Drexel University opened its doors in Sacramento at the start of 2009 after extensive research on the region, the market and the needs of potential students and employers. Two years later, Drexel is unveiling three new areas of specialized study within its MBA program, focused on corporate governance, entrepreneurship and corporate reputation. All three are within what Linnehan describes as Drexel’s centers of excellence.

“This is our second major curriculum revision nationwide in the past eight years,” Linnehan says. “It’s all about matching our specific expertise to corporate needs. Reputation is one of the core drivers of corporate success, for example, and I think we have the only center for corporate reputation in the country.”

Drexel’s MBA program takes 24 months with students taking classes online and in the classroom two evenings per week. Tuition is $58,000, but Drexel prides itself on offering several programs for veterans, government and nonprofit employees. Workers who have been laid off could even qualify for reduced or waived tuition.

Golden Gate University offers both a professional MBA program for people with five years of work experience and an executive MBA program for students with at least eight years of management experience. The school is reworking its executive program and expects to unveil it in 2012.In the meantime, the school has just introduced four career-focused concentrations within its broader MBA program: sustainability, project management, health services management and information technology management. The program takes about two years to complete with classes held every other Saturday and the remainder of the instruction provided online.

Tuition for the professional MBA program is just under $40,000. The executive program had been priced at $55,000, but that will likely change when the new program is announced next year.

The University of Phoenix offers an executive MBA that is completely online and traditional MBA programs at all eight of its locations in the Sacramento area. Students in the online program can take advantage of all the same services the brick-and-mortar campuses offer, and all students can participate in the school’s new social platform, Phoenix Connect.

“We created Phoenix Connect because many of our students are busy professionals that need assistance right now, not the next day,” says Bob Eoff, vice president and director of the Sacramento Valley Campuses for University of Phoenix. “If they’re having a challenge with the material, with a job search or anything associated with their study program, they can connect any time, from anywhere, to other students or faculty and get assistance.”

Students take one six-week course at a time and have the flexibility to pause if they need to for work or life demands and then restart during the next six-week cycle. Once each course is finished, students move directly into the next one. It takes about two years to complete the core program, and electives can take another six months. Tuition is less than $30,000.

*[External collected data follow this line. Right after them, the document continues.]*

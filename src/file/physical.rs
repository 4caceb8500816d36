//! Memory-mapped file backend.
//!
//! [`crate::file::physical::Physical`] maps a module from disk read-only into the address space,
//! so large framework assemblies are paged in on demand while the metadata tables are walked.

use super::Backend;
use crate::Result;

use memmap2::Mmap;
use std::{fs, path::Path};

/// A file backend over a read-only memory mapping.
#[derive(Debug)]
pub struct Physical {
    /// Memory-mapped file data
    data: Mmap,
}

impl Physical {
    /// Create a new physical file backend by memory-mapping the file at `path`.
    ///
    /// # Errors
    /// Returns [`crate::Error::FileError`] if the file cannot be opened or mapped.
    pub fn new(path: impl AsRef<Path>) -> Result<Physical> {
        let file = fs::File::open(path)?;

        // The mapping is read-only; modules being rewritten underneath a running extraction are
        // not supported.
        let mmap = unsafe { Mmap::map(&file) }?;

        Ok(Physical { data: mmap })
    }
}

impl Backend for Physical {
    fn data_slice(&self, offset: usize, len: usize) -> Result<&[u8]> {
        let Some(offset_end) = offset.checked_add(len) else {
            return Err(out_of_bounds_error!());
        };

        if offset_end > self.data.len() {
            return Err(out_of_bounds_error!());
        }

        Ok(&self.data[offset..offset_end])
    }

    fn data(&self) -> &[u8] {
        self.data.as_ref()
    }

    fn len(&self) -> usize {
        self.data.len()
    }
}

#[cfg(test)]
mod tests {
    use super::*;
    use crate::Error;
    use std::io::Write;

    #[test]
    fn physical() {
        let mut temp = tempfile::NamedTempFile::new().unwrap();
        temp.write_all(b"MZ\x90\x00contract").unwrap();
        temp.flush().unwrap();

        let physical = Physical::new(temp.path()).unwrap();

        assert_eq!(physical.len(), 12);
        assert_eq!(physical.data_slice(0, 2).unwrap(), b"MZ");
        assert_eq!(physical.data_slice(4, 8).unwrap(), b"contract");
        assert!(physical.data_slice(4, 9).is_err());
        assert!(physical.data_slice(usize::MAX, 1).is_err());
    }

    #[test]
    fn physical_missing() {
        let result = Physical::new(Path::new("does/not/exist/Library.dll"));
        assert!(matches!(result, Err(Error::FileError(_))));
    }
}
#[cfg(test)]
mod tests {
    use super::*;
    use crate::{contract::format, test::*};

    fn extract(builder: &MetadataBuilder, config: LoaderConfig) -> ModuleTypes {
        let data = builder.build();
        let metadata = MetadataView::parse(&data).unwrap();
        TypeExtractor::new(&metadata, config).extract().unwrap()
    }

    fn find<'t>(module: &'t ModuleTypes, name: &str) -> &'t TypeDefinition {
        module
            .types
            .iter()
            .find(|definition| definition.name == name)
            .unwrap()
    }

    fn method<'t>(definition: &'t TypeDefinition, name: &str) -> &'t MethodDefinition {
        definition
            .members
            .iter()
            .find_map(|member| match member {
                MemberDefinition::Method(method) if method.name == name => Some(method),
                _ => None,
            })
            .unwrap()
    }

    fn property<'t>(
        definition: &'t TypeDefinition,
        name: &str,
    ) -> Option<&'t PropertyDefinition> {
        definition.members.iter().find_map(|member| match member {
            MemberDefinition::Property(property) if property.name == name => Some(property),
            _ => None,
        })
    }

    #[test]
    fn class_members() {
        let mut builder = MetadataBuilder::new();
        builder.assembly("Contoso.Shapes");
        let object = builder.type_ref("System", "Object");
        let shape = builder.type_def(PUBLIC_CLASS, "Shape", "Contoso", Some(object));
        builder.method(PUBLIC_CTOR, ".ctor", &[0x20, 0x00, 0x01]);
        let get_area = builder.method(PUBLIC_ACCESSOR, "get_Area", &[0x20, 0x00, 0x0D]);
        builder.method(PUBLIC_METHOD, "Resize", &[0x20, 0x02, 0x01, 0x0D, 0x08]);
        builder.param(1, "factor");
        builder.method(PRIVATE_METHOD, "Recalculate", &[0x20, 0x00, 0x01]);
        let area = builder.property(shape, "Area", &[0x28, 0x00, 0x0D]);
        builder.semantics(0x02, get_area, area);

        let module = extract(&builder, LoaderConfig::default());
        assert_eq!(module.module_name, "Contoso.Shapes");
        assert!(module.diagnostics.is_empty());
        assert_eq!(module.types.len(), 1);

        let shape = find(&module, "Shape");
        assert_eq!(shape.namespace, "Contoso");
        assert_eq!(shape.kind, TypeKind::Class);
        assert!(shape.is_loadable);

        let names: Vec<&str> = shape.members.iter().map(MemberDefinition::name).collect();
        assert_eq!(names, vec!["get_Area", "Resize", "Area"]);
        assert!(method(shape, "get_Area").is_special_name);

        let resize = method(shape, "Resize");
        assert!(!resize.is_static);
        assert_eq!(format(&resize.return_type), "void");
        assert_eq!(resize.parameters.len(), 2);
        assert_eq!(format(&resize.parameters[0].type_ref), "double");
        assert_eq!(resize.parameters[0].name, "factor");
        assert_eq!(format(&resize.parameters[1].type_ref), "int");
        assert_eq!(resize.parameters[1].name, "");

        let area = property(shape, "Area").unwrap();
        assert_eq!(format(&area.type_ref), "double");
        assert!(area.is_readable);
        assert!(!area.is_writable);
        assert!(!area.is_static);
        assert!(!area.declaring_type_is_interface_or_override);
    }

    #[test]
    fn type_kinds() {
        let mut builder = MetadataBuilder::new();
        let object = builder.type_ref("System", "Object");
        let value_type = builder.type_ref("System", "ValueType");
        let enumeration = builder.type_ref("System", "Enum");
        builder.type_def(PUBLIC_INTERFACE, "IShape", "Contoso", None);
        builder.type_def(PUBLIC_SEALED, "Point", "Contoso", Some(value_type));
        builder.type_def(PUBLIC_SEALED, "Color", "Contoso", Some(enumeration));
        builder.field(ENUM_VALUE_FIELD, "value__", &[0x06, 0x08]);
        builder.field(ENUM_LITERAL, "Red", &[0x06, 0x08]);
        builder.field(ENUM_LITERAL, "Green", &[0x06, 0x08]);
        builder.type_def(PUBLIC_STATIC_CLASS, "Geometry", "Contoso", Some(object));
        builder.type_def(INTERNAL_CLASS, "Cache", "Contoso", Some(object));

        let module = extract(&builder, LoaderConfig::default());
        let kinds: Vec<(&str, TypeKind)> = module
            .types
            .iter()
            .map(|definition| (definition.name.as_str(), definition.kind))
            .collect();
        assert_eq!(
            kinds,
            vec![
                ("IShape", TypeKind::Interface),
                ("Point", TypeKind::Struct),
                ("Color", TypeKind::Enum),
                ("Geometry", TypeKind::StaticContainer),
            ]
        );
        assert_eq!(find(&module, "Color").enum_values, vec!["Red", "Green"]);
        assert!(find(&module, "Point").enum_values.is_empty());
    }

    #[test]
    fn nested_types() {
        let mut builder = MetadataBuilder::new();
        let outer = builder.type_def(PUBLIC_CLASS, "Outer", "Contoso", None);
        let inner = builder.type_def(NESTED_PUBLIC_CLASS, "Inner", "", None);
        let hidden = builder.type_def(NESTED_PRIVATE_CLASS, "Hidden", "", None);
        let secret = builder.type_def(INTERNAL_CLASS, "Secret", "Contoso", None);
        let leak = builder.type_def(NESTED_PUBLIC_CLASS, "Leak", "", None);
        builder.nested(inner, outer);
        builder.nested(hidden, outer);
        builder.nested(leak, secret);

        let module = extract(&builder, LoaderConfig::default());
        let names: Vec<&str> = module.types.iter().map(|t| t.name.as_str()).collect();
        assert_eq!(names, vec!["Outer", "Inner"]);
        assert_eq!(find(&module, "Inner").namespace, "Contoso");

        let module = extract(&builder, LoaderConfig::minimal());
        let names: Vec<&str> = module.types.iter().map(|t| t.name.as_str()).collect();
        assert_eq!(names, vec!["Outer"]);
    }

    #[test]
    fn nesting_cycle() {
        let mut builder = MetadataBuilder::new();
        let first = builder.type_def(NESTED_PUBLIC_CLASS, "First", "", None);
        let second = builder.type_def(NESTED_PUBLIC_CLASS, "Second", "", None);
        builder.nested(first, second);
        builder.nested(second, first);

        let config = LoaderConfig {
            max_nesting_depth: 4,
            ..LoaderConfig::default()
        };
        let module = extract(&builder, config);
        assert_eq!(module.types.len(), 2);
        assert!(module.types.iter().all(|definition| !definition.is_loadable));
        assert_eq!(module.diagnostics.len(), 2);
    }

    #[test]
    fn extension_methods() {
        let mut builder = MetadataBuilder::new();
        let object = builder.type_ref("System", "Object");
        let attribute =
            builder.type_ref("System.Runtime.CompilerServices", "ExtensionAttribute");
        let constructor = builder.member_ref(attribute, ".ctor", &[0x20, 0x00, 0x01]);
        let holder =
            builder.type_def(PUBLIC_STATIC_CLASS, "StringExtensions", "Contoso", Some(object));
        let shout = builder.method(PUBLIC_STATIC_METHOD, "Shout", &[0x00, 0x01, 0x0E, 0x0E]);
        builder.param(1, "value");
        builder.method(PUBLIC_STATIC_METHOD, "Helper", &[0x00, 0x00, 0x01]);
        builder.custom_attribute(holder, constructor);
        builder.custom_attribute(shout, constructor);

        let module = extract(&builder, LoaderConfig::default());
        let holder = find(&module, "StringExtensions");
        assert_eq!(holder.kind, TypeKind::StaticContainer);

        let shout = method(holder, "Shout");
        assert!(shout.is_static);
        assert!(shout.is_extension);
        assert_eq!(format(&shout.return_type), "string");
        assert_eq!(shout.parameters[0].name, "value");
        assert!(!method(holder, "Helper").is_extension);
    }

    #[test]
    fn generic_types_and_methods() {
        let mut builder = MetadataBuilder::new();
        let object = builder.type_ref("System", "Object");
        let boxed = builder.type_def(PUBLIC_CLASS, "Box`1", "Contoso", Some(object));
        builder.method(PUBLIC_METHOD, "Get", &[0x20, 0x00, 0x13, 0x00]);
        // TOut Map<TOut>(T)
        let map = builder.method(
            PUBLIC_METHOD,
            "Map",
            &[0x30, 0x01, 0x01, 0x1E, 0x00, 0x13, 0x00],
        );
        builder.generic_param(0, boxed, "T");
        builder.generic_param(0, map, "TOut");

        let module = extract(&builder, LoaderConfig::default());
        let boxed = find(&module, "Box`1");
        assert_eq!(boxed.generic_parameters, vec!["T"]);
        assert_eq!(format(&method(boxed, "Get").return_type), "T");

        let map = method(boxed, "Map");
        assert_eq!(format(&map.return_type), "TOut");
        assert_eq!(format(&map.parameters[0].type_ref), "T");
    }

    #[test]
    fn property_accessors() {
        let mut builder = MetadataBuilder::new();
        let object = builder.type_ref("System", "Object");
        let shape = builder.type_def(PUBLIC_INTERFACE, "IShape", "Contoso", None);
        let get_name = builder.method(PUBLIC_ACCESSOR, "get_Name", &[0x20, 0x00, 0x0E]);
        let circle = builder.type_def(PUBLIC_CLASS, "Circle", "Contoso", Some(object));
        let get_radius =
            builder.method(PUBLIC_OVERRIDE_ACCESSOR, "get_Radius", &[0x20, 0x00, 0x0D]);
        let get_count =
            builder.method(PUBLIC_STATIC_ACCESSOR, "get_Count", &[0x00, 0x00, 0x08]);
        let get_label = builder.method(PRIVATE_ACCESSOR, "get_Label", &[0x20, 0x00, 0x0E]);
        let set_label =
            builder.method(PUBLIC_ACCESSOR, "set_Label", &[0x20, 0x01, 0x01, 0x0E]);
        let get_secret = builder.method(PRIVATE_ACCESSOR, "get_Secret", &[0x20, 0x00, 0x0E]);

        let name = builder.property(shape, "Name", &[0x28, 0x00, 0x0E]);
        let radius = builder.property(circle, "Radius", &[0x28, 0x00, 0x0D]);
        let count = builder.property(circle, "Count", &[0x08, 0x00, 0x08]);
        let label = builder.property(circle, "Label", &[0x28, 0x00, 0x0E]);
        let secret = builder.property(circle, "Secret", &[0x28, 0x00, 0x0E]);
        builder.semantics(0x02, get_name, name);
        builder.semantics(0x02, get_radius, radius);
        builder.semantics(0x02, get_count, count);
        builder.semantics(0x02, get_label, label);
        builder.semantics(0x01, set_label, label);
        builder.semantics(0x02, get_secret, secret);

        let module = extract(&builder, LoaderConfig::default());

        let name = property(find(&module, "IShape"), "Name").unwrap();
        assert!(name.declaring_type_is_interface_or_override);
        assert_eq!(format(&name.type_ref), "string");

        let circle = find(&module, "Circle");
        assert!(property(circle, "Radius").unwrap().declaring_type_is_interface_or_override);

        let count = property(circle, "Count").unwrap();
        assert!(count.is_static);
        assert!(!count.declaring_type_is_interface_or_override);

        let label = property(circle, "Label").unwrap();
        assert!(!label.is_readable);
        assert!(label.is_writable);

        assert!(property(circle, "Secret").is_none());
    }

    #[test]
    fn unloadable_types() {
        let mut builder = MetadataBuilder::new();
        let object = builder.type_ref("System", "Object");
        let missing = Token::new(0x0100_0009);
        builder.type_def(PUBLIC_CLASS, "Broken", "Contoso", Some(missing));
        builder.type_def(PUBLIC_CLASS, "Partial", "Contoso", Some(object));
        builder.method(PUBLIC_METHOD, "Truncated", &[0x20, 0x01]);

        let module = extract(&builder, LoaderConfig::default());
        assert_eq!(module.types.len(), 2);

        let broken = find(&module, "Broken");
        assert!(!broken.is_loadable);
        assert_eq!(module.diagnostics.len(), 1);
        assert!(module.diagnostics[0].starts_with("Contoso.Broken could not be loaded: "));

        let partial = find(&module, "Partial");
        assert!(partial.is_loadable);
        assert!(method(partial, "Truncated").return_type.unresolved.is_some());
    }

    #[test]
    fn extension_attribute_through_method_pointers() {
        let mut builder = MetadataBuilder::new();
        let holder = builder.type_def(PUBLIC_STATIC_CLASS, "Helpers", "Contoso", None);
        // Physical row 1, logical row 2: owned by ExtensionAttribute
        let constructor = builder.method(PUBLIC_CTOR, ".ctor", &[0x20, 0x00, 0x01]);
        builder.type_def(
            PUBLIC_CLASS,
            "ExtensionAttribute",
            "System.Runtime.CompilerServices",
            None,
        );
        // Physical row 2, logical row 1: owned by Helpers
        let touch = builder.method(PUBLIC_STATIC_METHOD, "Touch", &[0x00, 0x00, 0x01]);
        builder.method_ptr(touch);
        builder.method_ptr(constructor);
        builder.custom_attribute(holder, constructor);
        builder.custom_attribute(touch, constructor);

        let module = extract(&builder, LoaderConfig::default());
        assert!(module.diagnostics.is_empty());

        let helpers = find(&module, "Helpers");
        assert_eq!(helpers.kind, TypeKind::StaticContainer);
        assert!(method(helpers, "Touch").is_extension);

        let attribute = find(&module, "ExtensionAttribute");
        assert!(attribute.members.is_empty());
    }

    #[test]
    fn list_past_table_end() {
        let mut builder = MetadataBuilder::new();
        let enumeration = builder.type_ref("System", "Enum");
        builder.type_def(PUBLIC_SEALED, "Color", "Contoso", Some(enumeration));
        // Past 0xFFFF rows the Field index is 4 bytes wide
        for _ in 0..70_000 {
            builder.field(ENUM_LITERAL, "Red", &[0x06, 0x08]);
        }
        let tail = builder.type_def(PUBLIC_CLASS, "Tail", "Contoso", None);
        builder.patch(tail, 4, 0xFFFF_FFF0);

        let module = extract(&builder, LoaderConfig::default());
        assert_eq!(module.types.len(), 2);

        let color = find(&module, "Color");
        assert!(!color.is_loadable);
        assert!(color.enum_values.is_empty());
        assert_eq!(module.diagnostics.len(), 1);
        assert!(module.diagnostics[0].starts_with("Contoso.Color could not be loaded: "));
        assert!(module.diagnostics[0].contains("runs past the table"));

        assert!(find(&module, "Tail").is_loadable);
    }

    #[test]
    fn module_name_fallback() {
        let builder = MetadataBuilder::new();
        assert_eq!(extract(&builder, LoaderConfig::default()).module_name, "Test");

        let mut builder = MetadataBuilder::new();
        builder.module("Tools.EXE");
        assert_eq!(extract(&builder, LoaderConfig::default()).module_name, "Tools");

        let mut builder = MetadataBuilder::new();
        builder.module("library");
        let module = extract(&builder, LoaderConfig::default());
        assert_eq!(module.module_name, "library");
        assert!(module.types.is_empty());
    }
}
//! `CustomAttribute` table (0x0C): attributes applied to metadata rows.
//!
//! The extractor only looks at these to find `ExtensionAttribute` on methods.

mod reader;

use crate::metadata::{tables::CodedIndex, token::Token};

/// A raw `CustomAttribute` row.
#[derive(Clone, Debug)]
pub struct CustomAttributeRaw {
    /// 1-based row id
    pub rid: u32,
    /// Metadata token of this row
    pub token: Token,
    /// Byte offset of this row within the table
    pub offset: usize,
    /// The row the attribute is applied to (`HasCustomAttribute`)
    pub parent: CodedIndex,
    /// The attribute constructor (`CustomAttributeType`)
    pub constructor: CodedIndex,
    /// `#Blob` index of the encoded constructor arguments
    pub value: u32,
}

DeVry University doesn’t offer a specific executive or professional MBA program. It’s a more traditional full-time course of study, although classes are offered evenings, weekends and online to accommodate students with day jobs.

The school’s newest offering is a concentration in sustainability management. “This specialty was created specifically because so many studies are talking about growth in green jobs and the long-term demand projected for this field, especially in California,” says Dan Dement, regional public relations manager for DeVry. DeVry’s program takes about two years to complete with tuition of just over $36,000.